▶ _Data extract_
________________________________________

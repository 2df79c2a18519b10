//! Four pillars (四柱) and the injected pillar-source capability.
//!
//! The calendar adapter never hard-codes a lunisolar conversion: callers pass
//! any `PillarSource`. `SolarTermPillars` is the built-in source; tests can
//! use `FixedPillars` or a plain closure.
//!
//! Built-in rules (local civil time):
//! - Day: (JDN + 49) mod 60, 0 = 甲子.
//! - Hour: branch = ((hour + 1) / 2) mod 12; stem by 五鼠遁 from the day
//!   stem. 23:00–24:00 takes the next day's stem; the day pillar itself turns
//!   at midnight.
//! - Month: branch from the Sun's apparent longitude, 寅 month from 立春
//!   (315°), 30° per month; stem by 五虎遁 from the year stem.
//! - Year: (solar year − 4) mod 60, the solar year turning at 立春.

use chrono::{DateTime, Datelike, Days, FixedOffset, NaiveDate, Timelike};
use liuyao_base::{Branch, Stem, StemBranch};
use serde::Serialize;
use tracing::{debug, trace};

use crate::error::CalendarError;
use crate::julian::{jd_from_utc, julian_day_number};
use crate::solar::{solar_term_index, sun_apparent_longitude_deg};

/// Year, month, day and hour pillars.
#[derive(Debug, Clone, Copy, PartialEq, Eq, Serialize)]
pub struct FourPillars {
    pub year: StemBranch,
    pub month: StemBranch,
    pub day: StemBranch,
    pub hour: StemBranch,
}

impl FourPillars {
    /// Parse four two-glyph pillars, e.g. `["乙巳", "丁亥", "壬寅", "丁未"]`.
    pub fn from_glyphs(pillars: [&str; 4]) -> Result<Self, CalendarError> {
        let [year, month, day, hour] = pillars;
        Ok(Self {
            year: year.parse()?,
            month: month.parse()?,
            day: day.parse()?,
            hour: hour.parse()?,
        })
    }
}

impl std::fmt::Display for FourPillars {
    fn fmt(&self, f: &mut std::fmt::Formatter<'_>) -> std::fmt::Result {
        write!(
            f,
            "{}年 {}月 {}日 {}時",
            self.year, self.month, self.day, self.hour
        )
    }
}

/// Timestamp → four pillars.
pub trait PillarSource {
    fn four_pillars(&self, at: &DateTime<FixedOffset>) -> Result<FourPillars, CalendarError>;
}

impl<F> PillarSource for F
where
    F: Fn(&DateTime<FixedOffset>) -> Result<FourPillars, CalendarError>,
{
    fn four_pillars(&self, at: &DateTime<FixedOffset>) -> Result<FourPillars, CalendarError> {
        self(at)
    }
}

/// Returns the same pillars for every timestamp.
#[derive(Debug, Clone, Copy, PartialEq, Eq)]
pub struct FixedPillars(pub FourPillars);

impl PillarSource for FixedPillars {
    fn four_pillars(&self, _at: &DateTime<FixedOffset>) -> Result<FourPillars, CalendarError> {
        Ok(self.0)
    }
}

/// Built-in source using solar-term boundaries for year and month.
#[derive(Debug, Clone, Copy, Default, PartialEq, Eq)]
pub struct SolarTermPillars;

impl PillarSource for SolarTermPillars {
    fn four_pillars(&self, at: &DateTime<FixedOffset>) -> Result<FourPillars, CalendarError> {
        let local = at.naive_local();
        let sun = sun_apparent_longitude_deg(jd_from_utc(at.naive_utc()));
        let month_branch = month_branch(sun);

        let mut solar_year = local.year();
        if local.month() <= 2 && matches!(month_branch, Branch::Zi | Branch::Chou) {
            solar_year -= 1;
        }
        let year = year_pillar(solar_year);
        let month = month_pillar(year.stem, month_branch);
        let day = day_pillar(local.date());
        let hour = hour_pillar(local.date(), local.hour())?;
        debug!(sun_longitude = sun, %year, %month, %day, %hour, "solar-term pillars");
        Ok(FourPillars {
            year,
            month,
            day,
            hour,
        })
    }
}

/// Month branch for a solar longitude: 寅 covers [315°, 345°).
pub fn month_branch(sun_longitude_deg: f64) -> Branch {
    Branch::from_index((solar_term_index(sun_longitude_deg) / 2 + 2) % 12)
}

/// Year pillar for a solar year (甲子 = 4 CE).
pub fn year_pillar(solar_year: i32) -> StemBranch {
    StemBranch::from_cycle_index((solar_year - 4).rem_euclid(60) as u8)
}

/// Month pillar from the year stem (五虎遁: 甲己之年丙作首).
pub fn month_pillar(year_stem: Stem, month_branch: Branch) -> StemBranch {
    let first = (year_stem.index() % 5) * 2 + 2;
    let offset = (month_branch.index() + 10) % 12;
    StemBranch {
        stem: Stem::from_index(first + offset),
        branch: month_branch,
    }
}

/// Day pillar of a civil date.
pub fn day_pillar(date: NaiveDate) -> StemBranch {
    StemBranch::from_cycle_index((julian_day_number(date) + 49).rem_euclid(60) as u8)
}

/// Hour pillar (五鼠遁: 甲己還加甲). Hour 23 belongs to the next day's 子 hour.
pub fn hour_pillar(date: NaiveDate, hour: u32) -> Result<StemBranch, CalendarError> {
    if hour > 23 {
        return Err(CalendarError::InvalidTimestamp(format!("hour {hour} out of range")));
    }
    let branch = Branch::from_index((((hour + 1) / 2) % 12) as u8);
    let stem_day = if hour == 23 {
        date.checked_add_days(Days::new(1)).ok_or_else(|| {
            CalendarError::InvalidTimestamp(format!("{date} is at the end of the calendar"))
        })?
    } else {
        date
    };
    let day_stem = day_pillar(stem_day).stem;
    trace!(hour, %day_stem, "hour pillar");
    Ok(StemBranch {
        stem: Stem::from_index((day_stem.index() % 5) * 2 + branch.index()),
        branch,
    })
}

________________________________________

▶ _Exercise requirements_
The response should consist of all the entries, reproduced word for word.

▶ _Finished task_
repository 2df79c2a18519b10
//! Four pillars (四柱) and the injected pillar-source capability.
//!
//! The calendar adapter never hard-codes a lunisolar conversion: callers pass
//! any `PillarSource`. `SolarTermPillars` is the built-in source; tests can
//! use `FixedPillars` or a plain closure.
//!
//! Built-in rules (local civil time):
//! - Day: (JDN + 49) mod 60, 0 = 甲子.
//! - Hour: branch = ((hour + 1) / 2) mod 12; stem by 五鼠遁 from the day
//!   stem. 23:00–24:00 takes the next day's stem; the day pillar itself turns
//!   at midnight.
//! - Month: branch from the Sun's apparent longitude, 寅 month from 立春
//!   (315°), 30° per month; stem by 五虎遁 from the year stem.
//! - Year: (solar year − 4) mod 60, the solar year turning at 立春.

use chrono::{DateTime, Datelike, Days, FixedOffset, NaiveDate, Timelike};
use liuyao_base::{Branch, Stem, StemBranch};
use serde::Serialize;
use tracing::{debug, trace};

use crate::error::CalendarError;
use crate::julian::{jd_from_utc, julian_day_number};
use crate::solar::{solar_term_index, sun_apparent_longitude_deg};

/// Year, month, day and hour pillars.
#[derive(Debug, Clone, Copy, PartialEq, Eq, Serialize)]
pub struct FourPillars {
    pub year: StemBranch,
    pub month: StemBranch,
    pub day: StemBranch,
    pub hour: StemBranch,
}

impl FourPillars {
    /// Parse four two-glyph pillars, e.g. `["乙巳", "丁亥", "壬寅", "丁未"]`.
    pub fn from_glyphs(pillars: [&str; 4]) -> Result<Self, CalendarError> {
        let [year, month, day, hour] = pillars;
        Ok(Self {
            year: year.parse()?,
            month: month.parse()?,
            day: day.parse()?,
            hour: hour.parse()?,
        })
    }
}

impl std::fmt::Display for FourPillars {
    fn fmt(&self, f: &mut std::fmt::Formatter<'_>) -> std::fmt::Result {
        write!(
            f,
            "{}年 {}月 {}日 {}時",
            self.year, self.month, self.day, self.hour
        )
    }
}

/// Timestamp → four pillars.
pub trait PillarSource {
    fn four_pillars(&self, at: &DateTime<FixedOffset>) -> Result<FourPillars, CalendarError>;
}

impl<F> PillarSource for F
where
    F: Fn(&DateTime<FixedOffset>) -> Result<FourPillars, CalendarError>,
{
    fn four_pillars(&self, at: &DateTime<FixedOffset>) -> Result<FourPillars, CalendarError> {
        self(at)
    }
}

/// Returns the same pillars for every timestamp.
#[derive(Debug, Clone, Copy, PartialEq, Eq)]
pub struct FixedPillars(pub FourPillars);

impl PillarSource for FixedPillars {
    fn four_pillars(&self, _at: &DateTime<FixedOffset>) -> Result<FourPillars, CalendarError> {
        Ok(self.0)
    }
}

/// Built-in source using solar-term boundaries for year and month.
#[derive(Debug, Clone, Copy, Default, PartialEq, Eq)]
pub struct SolarTermPillars;

impl PillarSource for SolarTermPillars {
    fn four_pillars(&self, at: &DateTime<FixedOffset>) -> Result<FourPillars, CalendarError> {
        let local = at.naive_local();
        let sun = sun_apparent_longitude_deg(jd_from_utc(at.naive_utc()));
        let month_branch = month_branch(sun);

        let mut solar_year = local.year();
        if local.month() <= 2 && matches!(month_branch, Branch::Zi | Branch::Chou) {
            solar_year -= 1;
        }
        let year = year_pillar(solar_year);
        let month = month_pillar(year.stem, month_branch);
        let day = day_pillar(local.date());
        let hour = hour_pillar(local.date(), local.hour())?;
        debug!(sun_longitude = sun, %year, %month, %day, %hour, "solar-term pillars");
        Ok(FourPillars {
            year,
            month,
            day,
            hour,
        })
    }
}

/// Month branch for a solar longitude: 寅 covers [315°, 345°).
pub fn month_branch(sun_longitude_deg: f64) -> Branch {
    Branch::from_index((solar_term_index(sun_longitude_deg) / 2 + 2) % 12)
}

/// Year pillar for a solar year (甲子 = 4 CE).
pub fn year_pillar(solar_year: i32) -> StemBranch {
    StemBranch::from_cycle_index((solar_year - 4).rem_euclid(60) as u8)
}

/// Month pillar from the year stem (五虎遁: 甲己之年丙作首).
pub fn month_pillar(year_stem: Stem, month_branch: Branch) -> StemBranch {
    let first = (year_stem.index() % 5) * 2 + 2;
    let offset = (month_branch.index() + 10) % 12;
    StemBranch {
        stem: Stem::from_index(first + offset),
        branch: month_branch,
    }
}

/// Day pillar of a civil date.
pub fn day_pillar(date: NaiveDate) -> StemBranch {
    StemBranch::from_cycle_index((julian_day_number(date) + 49).rem_euclid(60) as u8)
}

/// Hour pillar (五鼠遁: 甲己還加甲). Hour 23 belongs to the next day's 子 hour.
pub fn hour_pillar(date: NaiveDate, hour: u32) -> Result<StemBranch, CalendarError> {
    if hour > 23 {
        return Err(CalendarError::InvalidTimestamp(format!("hour {hour} out of range")));
    }
    let branch = Branch::from_index((((hour + 1) / 2) % 12) as u8);
    let stem_day = if hour == 23 {
        date.checked_add_days(Days::new(1)).ok_or_else(|| {
            CalendarError::InvalidTimestamp(format!("{date} is at the end of the calendar"))
        })?
    } else {
        date
    };
    let day_stem = day_pillar(stem_day).stem;
    trace!(hour, %day_stem, "hour pillar");
    Ok(StemBranch {
        stem: Stem::from_index((day_stem.index() % 5) * 2 + branch.index()),
        branch,
    })
}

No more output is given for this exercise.